- Title: Part four of the sports review of the year featuring tennis and golf
- Date: 29th November 2016
- Summary: SPRINGFIELD, NEW JERSEY, UNITED STATES (FILE - JULY 26, 2016) (REUTERS) HENRIK STENSON PRACTISING
- Embargoed: 14th December 2016 07:35
- Keywords: Sports Yearender Tennis Golf 2016
- Location: VARIOUS
- Reuters ID: LVA00L5AIKHMN
- Aspect Ratio: 16:9
- Story Text:TENNIS
In a remarkable turnaround Britain's Andy Murray overtook Novak Djokovic to finish 2016 as the number one men's tennis player.
Serbian Djokovic started the year in commanding fashion, beating Murray in the final of the Australian Open then repeating the feat at the French Open to complete a career slam.
This prompted speculation that he could become the first man since Rod Laver in 1969 to secure a calendar grand slam and become the first man in nearly half a century to hold all four majors at once.
However, the emotional toll of fulfilling that lifelong dream at Roland Garros appeared to knock him sideways and Djokovic did not properly recover, although he did reach the final of the U.S. Open where he lost to Switzerland's Stan Wawrinka, who clinched his third grand slam title.
Murray won the Wimbledon title and Olympic gold in Rio before beating Djokovic to the ATP World Tour Finals title to rubberstamp the year-end top ranking.
At the start of the year Russian tennis star Maria Sharapova, the highest-paid woman in sports, was suspended for two years by the International Tennis Federation (ITF) after she tested positive for meldonium, which is used to treat diabetes and low magnesium.
Sharapova announced at a news conference that she had failed a drug test at the Australian Open due to the substance which she has been taking for 10 years for health issues.
After an appeal to the Court of Arbitration for Sport (CAS) the ban was later reduced by nine months.
Angelique Kerber topped the women's year-end rankings, her wins at the Australian and U.S. Opens helping her become the 12th player and the second German after Steffi Graf to achieve the feat.

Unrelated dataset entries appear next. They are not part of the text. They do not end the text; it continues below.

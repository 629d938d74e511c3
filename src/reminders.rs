//! Periodic reminder firing.
//!
//! [`ReminderPoller`] calls [`TodoService::get_current_reminder_entries`] on a
//! fixed interval and hands every freshly fired entry to a callback as a
//! [`ReminderNotification`].

use log::{error, info};
use sea_orm::prelude::DateTime;
use serde::{Deserialize, Serialize};
use std::future::Future;
use std::time::Duration;
use tokio::time::MissedTickBehavior;

use crate::config::ReminderConfig;
use crate::constants::{REMINDER_POLLER_STARTED, REMINDER_POLLER_STOPPED};
use crate::entities::entry;
use crate::error::TodoResult;
use crate::service::TodoService;
use crate::utils::datetime;

/// What a client shows when a reminder fires: enough to link back to the entry.
#[derive(Clone, Debug, PartialEq, Eq, Serialize, Deserialize)]
pub struct ReminderNotification {
    pub entry_id: i32,
    pub list_id: i32,
    pub title: String,
    pub reminder: Option<String>,
}

impl From<&entry::Model> for ReminderNotification {
    fn from(entry: &entry::Model) -> Self {
        Self {
            entry_id: entry.id,
            list_id: entry.todo_list_id,
            title: entry.title.clone(),
            reminder: entry.reminder.map(datetime::format_display),
        }
    }
}

pub struct ReminderPoller {
    service: TodoService,
    interval: Duration,
}

impl ReminderPoller {
    pub fn new(service: TodoService, config: &ReminderConfig) -> Self {
        Self {
            service,
            interval: Duration::from_secs(config.poll_interval_seconds.max(1)),
        }
    }

    pub fn interval(&self) -> Duration {
        self.interval
    }

    /// Fire the reminders due at `now` and describe them.
    pub async fn poll_once(&self, now: DateTime) -> TodoResult<Vec<ReminderNotification>> {
        let fired = self.service.get_current_reminder_entries(now).await?;
        for entry in &fired {
            info!("Reminder fired for entry {} '{}'", entry.id, entry.title);
        }
        Ok(fired.iter().map(ReminderNotification::from).collect())
    }

    /// Poll until `shutdown` resolves. A failed check is logged and the loop
    /// carries on with the next tick.
    pub async fn run<F, S>(&self, mut on_fired: F, shutdown: S)
    where
        F: FnMut(&ReminderNotification),
        S: Future<Output = ()>,
    {
        let mut interval = tokio::time::interval(self.interval);
        interval.set_missed_tick_behavior(MissedTickBehavior::Delay);
        tokio::pin!(shutdown);

        info!("{} (every {}s)", REMINDER_POLLER_STARTED, self.interval.as_secs());

        loop {
            tokio::select! {
                _ = &mut shutdown => break,
                _ = interval.tick() => {
                    match self.poll_once(datetime::local_now()).await {
                        Ok(notifications) => notifications.iter().for_each(&mut on_fired),
                        Err(e) => error!("Reminder check failed: {}", e),
                    }
                }
            }
        }

        info!("{}", REMINDER_POLLER_STOPPED);
    }
}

Spain's Garbine Muguruza beat Serena Williams to win the French Open before the American beat Kerber in the Wimbledon final to seal her seventh singles title at the All England club, equalling Steffi Graf's professional era record of 22 grand slam singles crowns in the process.

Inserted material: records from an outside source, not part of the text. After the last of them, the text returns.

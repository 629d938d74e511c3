pub mod entry;
pub mod list;

pub use entry::Entity as TodoEntry;
pub use list::Entity as TodoList;
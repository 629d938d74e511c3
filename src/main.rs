use anyhow::Result;
use clap::Parser;
use log::{error, info, warn};
use todolist::cli::Cli;
use todolist::config::Config;
use todolist::constants::REMINDERS_DISABLED;
use todolist::logger;
use todolist::reminders::ReminderPoller;
use todolist::service::{ListVisibility, TodoService};
use todolist::storage::LocalStorage;

#[tokio::main]
async fn main() -> Result<()> {
    let cli = Cli::parse();
    if cli.generate_config {
        return Config::generate_default_config(cli.generated_config_path()?);
    }

    let config = cli.load_config()?;
    logger::init(&config.logging)?;

    let storage = LocalStorage::new(&config.database).await?;
    let service = TodoService::new(storage);

    let lists = service.get_todo_lists(ListVisibility::All).await?;
    info!("{} list(s) in store", lists.len());

    if !config.reminders.enabled {
        warn!("{}", REMINDERS_DISABLED);
        return Ok(());
    }

    let poller = ReminderPoller::new(service, &config.reminders);
    poller
        .run(
            |notification| match serde_json::to_string(notification) {
                Ok(line) => println!("{}", line),
                Err(e) => warn!("Failed to serialize reminder: {}", e),
            },
            async {
                if let Err(e) = tokio::signal::ctrl_c().await {
                    error!("Failed to listen for Ctrl-C, stopping reminder poller: {}", e);
                }
            },
        )
        .await;

    Ok(())
}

English golfer Danny Willett took advantage of a stunning meltdown by defending champion and runaway leader Jordan Spieth to win his first major title by three shots at the Masters.
Three strokes behind the pacesetting Spieth going into the final round at Augusta National, an ice-cool Willett closed with a five-under-par 67 to end a 17-year title drought by European golfers at the year's opening major.
Willett, a four-times winner on the European Tour competing in his second Masters, birdied three of the last six holes to cap off a bogey-free display in sun-bathed but cool conditions and post a five-under total of 283.
Long-hitting American Dustin Johnson, seeking major redemption after several near-misses in recent years, won the U.S. Open amid initial uncertainty over his victory margin.
Seeking his first grand slam crown, Johnson played clutch golf under intense pressure on a brutally difficult layout at Oakmont Country Club.
Having negotiated the final seven holes under notice that he might be penalised for a rules infraction on the fifth green, despite being cleared by another official at the time, he was docked a shot after the round's completion, with his score amended to a closing 69 for a four-under winning total of 276.
He finished three shots in front of fellow Americans Jim Furyk and Scott Piercy and Irishman Shane Lowry.
Record-breaking Swede Henrik Stenson became the first Scandinavian male to capture a major when he won the British Open, beating Phil Mickelson in an extraordinary final-round duel.
The world number six shot a brilliant closing eight-under-par 63 to finish 20-under on 264, three ahead of playing partner Mickelson (65).
The 40-year-old Stenson's round equalled the lowest in any major championship and his winning total also represented a new British Open record.
American Jimmy Walker relied on clutch putting to clinch his first major title by one shot over Jason Day after a marathon day to conclude the weather-interrupted PGA Championship at soggy Baltusrol.
Walker, among 49 players who did not finish the third round on the Saturday due to heavy rain and lightning, and among 10 who had not hit a single shot, carded a three-under-par 67 in the final round to post a 14-under total.
One stroke ahead of world number one and defending champion Day when the third round was completed, the bearded Walker tightened his grip on the title with birdies at the 10th and 11th before adding another at the 17th.
He secured victory by sinking a three-footer for par at the last.
Ryan Moore ended a long wait for U.S. Ryder Cup redemption when he clinched a rousing win over Europe at Hazeltine, beating Lee Westwood to allow the Americans to reclaim the golden trophy in golf's top team competition.
With Westwood in for bogey at the 18th, Moore rolled his birdie putt to within one foot and the tap-in was conceded to seal a 1-up win and clinch a 15-10 lead for the United States, with 14 1/2 points required for their victory.
Team mates, families and friends poured out onto the green to celebrate what ended as a 17-11 thumping.
The Americans had last won the biennial match play event in 2008 as Europe ran off three Cup victories in a row, extending their domination to eight of the last 10 meetings.